Problem to solve:
Go through the entries below and copy each line containing the word "MatchingCoefficient".

Available data:
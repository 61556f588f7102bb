//! Set-based similarity metrics
//!
//! Token-set measures built on the inclusion-exclusion counts of
//! [`TokenSetUtilities`]:
//! - Cosine Similarity
//! - Dice Similarity
//! - Jaccard Similarity
//! - Overlap Coefficient
//! - Matching Coefficient (multiset: counts every occurrence in the first string)

use std::collections::HashSet;

use super::{unit, StringMetric};
use crate::tokenizers::{TokenCounts, TokenSetUtilities, Tokenizer, Whitespace};

const COSINE_COST_MS: f64 = 3.8337142e-5;
const DICE_COST_MS: f64 = 3.4457993e-5;
const JACCARD_COST_MS: f64 = 1.4457995e-5;
const OVERLAP_COST_MS: f64 = 1.4457995e-5;
const MATCHING_COST_MS: f64 = 2.0e-4;

/// Unique-term counts of both strings after a set merge
fn set_counts(tokenizer: &dyn Tokenizer, a: &str, b: &str) -> TokenCounts {
    let first = tokenizer.tokenize(a);
    let second = tokenizer.tokenize(b);
    let mut utilities = TokenSetUtilities::new();
    utilities.create_merged_set(&first, &second);
    utilities.counts()
}

/// Quadratic cost proxy in the total token count
fn token_cost(tokenizer: &dyn Tokenizer, a: &str, b: &str, per_token: f64) -> f64 {
    let total = (tokenizer.tokenize(a).len() + tokenizer.tokenize(b).len()) as f64;
    total * total * per_token
}

/// Score for inputs where at least one side has no terms
fn empty_score(counts: &TokenCounts) -> f64 {
    if counts.first == 0 && counts.second == 0 {
        1.0
    } else {
        0.0
    }
}

// ============ Cosine Similarity ============

/// common / (√|A| · √|B|)
#[derive(Debug)]
pub struct CosineSimilarity {
    tokenizer: Box<dyn Tokenizer>,
}

impl Default for CosineSimilarity {
    fn default() -> Self {
        Self::new()
    }
}

impl CosineSimilarity {
    pub fn new() -> Self {
        Self::with_tokenizer(Box::new(Whitespace::new()))
    }

    pub fn with_tokenizer(tokenizer: Box<dyn Tokenizer>) -> Self {
        Self { tokenizer }
    }
}

impl StringMetric for CosineSimilarity {
    fn short_description(&self) -> String {
        "CosineSimilarity".to_string()
    }

    fn long_description(&self) -> String {
        format!(
            "Cosine similarity over {} token sets",
            self.tokenizer.short_description()
        )
    }

    fn similarity(&self, a: &str, b: &str) -> f64 {
        let counts = set_counts(self.tokenizer.as_ref(), a, b);
        if counts.first == 0 || counts.second == 0 {
            return empty_score(&counts);
        }
        let denominator = (counts.first as f64).sqrt() * (counts.second as f64).sqrt();
        unit(counts.common_terms() as f64 / denominator)
    }

    fn unnormalized_similarity(&self, a: &str, b: &str) -> f64 {
        self.similarity(a, b)
    }

    fn estimated_cost(&self, a: &str, b: &str) -> f64 {
        token_cost(self.tokenizer.as_ref(), a, b, COSINE_COST_MS)
    }
}

// ============ Dice Similarity ============

/// 2 · common / (|A| + |B|)
#[derive(Debug)]
pub struct DiceSimilarity {
    tokenizer: Box<dyn Tokenizer>,
}

impl Default for DiceSimilarity {
    fn default() -> Self {
        Self::new()
    }
}

impl DiceSimilarity {
    pub fn new() -> Self {
        Self::with_tokenizer(Box::new(Whitespace::new()))
    }

    pub fn with_tokenizer(tokenizer: Box<dyn Tokenizer>) -> Self {
        Self { tokenizer }
    }
}

impl StringMetric for DiceSimilarity {
    fn short_description(&self) -> String {
        "DiceSimilarity".to_string()
    }

    fn long_description(&self) -> String {
        format!(
            "Dice coefficient over {} token sets",
            self.tokenizer.short_description()
        )
    }

    fn similarity(&self, a: &str, b: &str) -> f64 {
        let counts = set_counts(self.tokenizer.as_ref(), a, b);
        let total = counts.first + counts.second;
        if total == 0 {
            return 1.0;
        }
        unit(2.0 * counts.common_terms() as f64 / total as f64)
    }

    fn unnormalized_similarity(&self, a: &str, b: &str) -> f64 {
        self.similarity(a, b)
    }

    fn estimated_cost(&self, a: &str, b: &str) -> f64 {
        token_cost(self.tokenizer.as_ref(), a, b, DICE_COST_MS)
    }
}

// ============ Jaccard Similarity ============

/// common / |A ∪ B|
#[derive(Debug)]
pub struct JaccardSimilarity {
    tokenizer: Box<dyn Tokenizer>,
}

impl Default for JaccardSimilarity {
    fn default() -> Self {
        Self::new()
    }
}

impl JaccardSimilarity {
    pub fn new() -> Self {
        Self::with_tokenizer(Box::new(Whitespace::new()))
    }

    pub fn with_tokenizer(tokenizer: Box<dyn Tokenizer>) -> Self {
        Self { tokenizer }
    }
}

impl StringMetric for JaccardSimilarity {
    fn short_description(&self) -> String {
        "JaccardSimilarity".to_string()
    }

    fn long_description(&self) -> String {
        format!(
            "Jaccard similarity over {} token sets",
            self.tokenizer.short_description()
        )
    }

    fn similarity(&self, a: &str, b: &str) -> f64 {
        let counts = set_counts(self.tokenizer.as_ref(), a, b);
        if counts.merged == 0 {
            return 1.0;
        }
        unit(counts.common_terms() as f64 / counts.merged as f64)
    }

    fn unnormalized_similarity(&self, a: &str, b: &str) -> f64 {
        self.similarity(a, b)
    }

    fn estimated_cost(&self, a: &str, b: &str) -> f64 {
        token_cost(self.tokenizer.as_ref(), a, b, JACCARD_COST_MS)
    }
}

// ============ Overlap Coefficient ============

/// common / min(|A|, |B|)
#[derive(Debug)]
pub struct OverlapCoefficient {
    tokenizer: Box<dyn Tokenizer>,
}

impl Default for OverlapCoefficient {
    fn default() -> Self {
        Self::new()
    }
}

impl OverlapCoefficient {
    pub fn new() -> Self {
        Self::with_tokenizer(Box::new(Whitespace::new()))
    }

    pub fn with_tokenizer(tokenizer: Box<dyn Tokenizer>) -> Self {
        Self { tokenizer }
    }
}

impl StringMetric for OverlapCoefficient {
    fn short_description(&self) -> String {
        "OverlapCoefficient".to_string()
    }

    fn long_description(&self) -> String {
        format!(
            "Overlap coefficient over {} token sets",
            self.tokenizer.short_description()
        )
    }

    fn similarity(&self, a: &str, b: &str) -> f64 {
        let counts = set_counts(self.tokenizer.as_ref(), a, b);
        let smaller = counts.first.min(counts.second);
        if smaller == 0 {
            return empty_score(&counts);
        }
        unit(counts.common_terms() as f64 / smaller as f64)
    }

    fn unnormalized_similarity(&self, a: &str, b: &str) -> f64 {
        self.similarity(a, b)
    }

    fn estimated_cost(&self, a: &str, b: &str) -> f64 {
        token_cost(self.tokenizer.as_ref(), a, b, OVERLAP_COST_MS)
    }
}

// ============ Matching Coefficient ============

/// Tokens of the first string that also occur in the second, over the longer
/// token count
#[derive(Debug)]
pub struct MatchingCoefficient {
    tokenizer: Box<dyn Tokenizer>,
}

impl Default for MatchingCoefficient {
    fn default() -> Self {
        Self::new()
    }
}

impl MatchingCoefficient {
    pub fn new() -> Self {
        Self::with_tokenizer(Box::new(Whitespace::new()))
    }

    pub fn with_tokenizer(tokenizer: Box<dyn Tokenizer>) -> Self {
        Self { tokenizer }
    }

    /// (matches, |a|, |b|)
    fn matches(&self, a: &str, b: &str) -> (usize, usize, usize) {
        let first = self.tokenizer.tokenize(a);
        let second = self.tokenizer.tokenize(b);
        let mut utilities = TokenSetUtilities::new();
        utilities.create_merged_list(&first, &second);

        let lookup: HashSet<&str> = second.iter().map(String::as_str).collect();
        let found = first.iter().filter(|t| lookup.contains(t.as_str())).count();
        (
            found,
            utilities.first_token_count(),
            utilities.second_token_count(),
        )
    }
}

impl StringMetric for MatchingCoefficient {
    fn short_description(&self) -> String {
        "MatchingCoefficient".to_string()
    }

    fn long_description(&self) -> String {
        format!(
            "Matching coefficient over {} tokens",
            self.tokenizer.short_description()
        )
    }

    fn similarity(&self, a: &str, b: &str) -> f64 {
        let (found, first, second) = self.matches(a, b);
        let longer = first.max(second);
        if longer == 0 {
            return 1.0;
        }
        unit(found as f64 / longer as f64)
    }

    fn unnormalized_similarity(&self, a: &str, b: &str) -> f64 {
        self.matches(a, b).0 as f64
    }

    fn estimated_cost(&self, a: &str, b: &str) -> f64 {
        token_cost(self.tokenizer.as_ref(), a, b, MATCHING_COST_MS)
    }
}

Output for this task:
pub struct MatchingCoefficient {
impl Default for MatchingCoefficient {
impl MatchingCoefficient {
impl StringMetric for MatchingCoefficient {
        "MatchingCoefficient".to_string()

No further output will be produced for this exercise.